A British exit from the European Union would have negative effects on Malta, a new report has found.

A comprehensive review of the implications of a Brexit, published yesterday by ratings agency Fitch, listed Malta as one of the “most exposed” countries to a negative fallout from the move.

Ireland, Belgium, the Netherlands, Cyprus and Luxembourg were also listed as vulnerable, because, like Malta, they have strong export ties to the UK.

Fitch found that the Brexit-sensitive countries all exported goods and services at a rate of at least eight per cent of their economy to the British economy.

It would reduce the UK’s contribution to the EU budget, a net €7.1 billion in 2014

“The economic impact of Brexit would be lower for the EU than for the UK but would still be palpable,” the report said.

Malta, along with Belgium and Germany, was also listed as having “significant investment and financial assets in the UK”, which could suffer losses due to currency valuations. This meant the value of those assets in euros would dip if there were a permanent depreciation of the sterling.

The report also noted that Malta’s banking sector, along with those of Ireland, Luxembourg, Spain, France and Germany, had “significant links” to that of the UK.

Giving a more general overview, the Fitch report said that a Brexit would weigh on the economies of other member countries and increase political risks in Europe.

This could ultimately effect Malta’s own credit standings, it added.

“We would not expect to take any immediate negative rating actions on other EU sovereigns if the UK left. But negative actions would become more likely in the medium term if the economic impact were severe or significant political risks materialised,” the report warned.

In a more immediate sense, the report said that a Brexit would reduce the UK’s contribution to the EU budget, a net €7.1 billion in 2014 after rebates, potentially to zero.

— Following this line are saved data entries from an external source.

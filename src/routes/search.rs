use axum::{
    extract::{Query as QueryParams, State},
    routing::get,
    Router,
};
use serde::Deserialize;
use serde_json::{json, Map, Value};

use crate::auth::CurrentUser;
use crate::db::{schema, Filter, Query};
use crate::envelope::SuccessResponse;
use crate::error::{AppError, Result};
use crate::routes::str_field;
use crate::server::AppState;

pub const SEARCH_TYPES: &[&str] = &["logs", "projects", "keywords", "reflections", "spaces", "templates"];

pub fn router() -> Router<AppState> {
    Router::new().route("/", get(search))
}

#[derive(Debug, Deserialize)]
pub struct SearchParams {
    #[serde(default)]
    pub q: String,
    #[serde(rename = "type", default = "default_type")]
    pub kind: String,
}

fn default_type() -> String {
    "all".to_string()
}

/// First hundred characters followed by an ellipsis, empty when there is no text.
pub fn snippet(text: Option<&str>) -> String {
    match text.filter(|t| !t.is_empty()) {
        Some(t) => format!("{}...", t.chars().take(100).collect::<String>()),
        None => String::new(),
    }
}

fn pick(row: &Value, keys: &[&str]) -> Value {
    let map: Map<String, Value> = keys
        .iter()
        .map(|k| (k.to_string(), row.get(*k).cloned().unwrap_or(Value::Null)))
        .collect();
    Value::Object(map)
}

async fn search(
    State(state): State<AppState>,
    CurrentUser(user_id): CurrentUser,
    QueryParams(params): QueryParams<SearchParams>,
) -> Result<SuccessResponse<Value>> {
    let q = params.q.trim();
    if q.is_empty() {
        return Err(AppError::BadRequest("q must not be empty".to_string()));
    }
    let kind = params.kind.as_str();
    if kind != "all" && !SEARCH_TYPES.contains(&kind) {
        return Err(AppError::BadRequest(format!("unknown search type: {kind}")));
    }
    let wants = |t: &str| kind == "all" || kind == t;
    let pattern = format!("%{q}%");
    let uid = user_id.as_str();
    let db = state.db.as_ref();

    let mut results: Map<String, Value> = SEARCH_TYPES
        .iter()
        .map(|t| (t.to_string(), Value::Array(Vec::new())))
        .collect();

    if wants("logs") {
        let rows = db
            .select(
                &Query::table(schema::LOGS)
                    .select(&["id", "title", "content"])
                    .eq("user_id", uid)
                    .ilike("title", pattern.as_str()),
            )
            .await?
            .rows;
        let logs = rows
            .iter()
            .map(|log| {
                json!({
                    "id": log.get("id"),
                    "title": log.get("title"),
                    "snippet": snippet(str_field(log, "content")),
                })
            })
            .collect();
        results.insert("logs".into(), Value::Array(logs));
    }

    if wants("projects") {
        let rows = db
            .select(
                &Query::table(schema::PROJECTS)
                    .select(&["id", "name"])
                    .eq("user_id", uid)
                    .ilike("name", pattern.as_str()),
            )
            .await?
            .rows;
        results.insert("projects".into(), Value::Array(rows.iter().map(|r| pick(r, &["id", "name"])).collect()));
    }

    if wants("keywords") {
        let rows = db
            .select(
                &Query::table(schema::KEYWORDS)
                    .select(&["id", "name"])
                    .ilike("name", pattern.as_str()),
            )
            .await?
            .rows;
        results.insert("keywords".into(), Value::Array(rows.iter().map(|r| pick(r, &["id", "name"])).collect()));
    }

    if wants("reflections") {
        let rows = db
            .select(
                &Query::table(schema::REFLECTIONS)
                    .select(&["id", "space_id", "ai_feedback", "reflection_date", "mood"])
                    .eq("user_id", uid)
                    .ilike("ai_feedback", pattern.as_str())
                    .limit(10),
            )
            .await?
            .rows;
        let reflections = rows
            .iter()
            .map(|r| {
                json!({
                    "id": r.get("id"),
                    "space_id": r.get("space_id"),
                    "snippet": snippet(str_field(r, "ai_feedback")),
                    "date": r.get("reflection_date"),
                    "mood": r.get("mood"),
                })
            })
            .collect();
        results.insert("reflections".into(), Value::Array(reflections));
    }

    if wants("spaces") {
        let rows = db
            .select(
                &Query::table(schema::REFLECTION_SPACES)
                    .select(&["id", "name", "type", "status"])
                    .eq("user_id", uid)
                    .ilike("name", pattern.as_str()),
            )
            .await?
            .rows;
        results.insert(
            "spaces".into(),
            Value::Array(rows.iter().map(|r| pick(r, &["id", "name", "type", "status"])).collect()),
        );
    }

    if wants("templates") {
        let rows = db
            .select(
                &Query::table(schema::REFLECTION_TEMPLATES)
                    .select(&["id", "name", "category", "description"])
                    .eq("is_active", true)
                    .or(vec![
                        Filter::ILike("name".to_string(), pattern.clone()),
                        Filter::ILike("description".to_string(), pattern.clone()),
                    ]),
            )
            .await?
            .rows;
        results.insert(
            "templates".into(),
            Value::Array(
                rows.iter()
                    .map(|r| pick(r, &["id", "name", "category", "description"]))
                    .collect(),
            ),
        );
    }

    Ok(SuccessResponse::new(Value::Object(results)))
}

#[cfg(test)]
mod tests {
    use super::*;

    #[test]
    fn snippet_truncates_by_characters() {
        let long = "회".repeat(150);
        let s = snippet(Some(&long));
        assert_eq!(s.chars().count(), 103);
        assert!(s.ends_with("..."));
        assert_eq!(snippet(None), "");
        assert_eq!(snippet(Some("")), "");
    }

    #[test]
    fn pick_fills_missing_keys() {
        let row = json!({ "id": "1", "name": "PROOF", "extra": true });
        assert_eq!(pick(&row, &["id", "name", "type"]), json!({ "id": "1", "name": "PROOF", "type": null }));
    }
}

This would imply that other net contributors would have to increase payments to the EU or net recipients accept lower EU expenditure.

A Brexit would create a precedent for countries leaving the EU, the report also warned.

Fitch said that this could boost anti-EU or other populist political parties and make EU leaders more reluctant to implement unpopular policies with long-term economic benefits.

Meanwhile, negotiating the terms of the UK’s exit could exhaust the EU’s time and energy, potentially slowing down progress in other priority areas.

And, if the UK were to thrive outside of the EU, it might encourage other countries to follow suit, the report warned.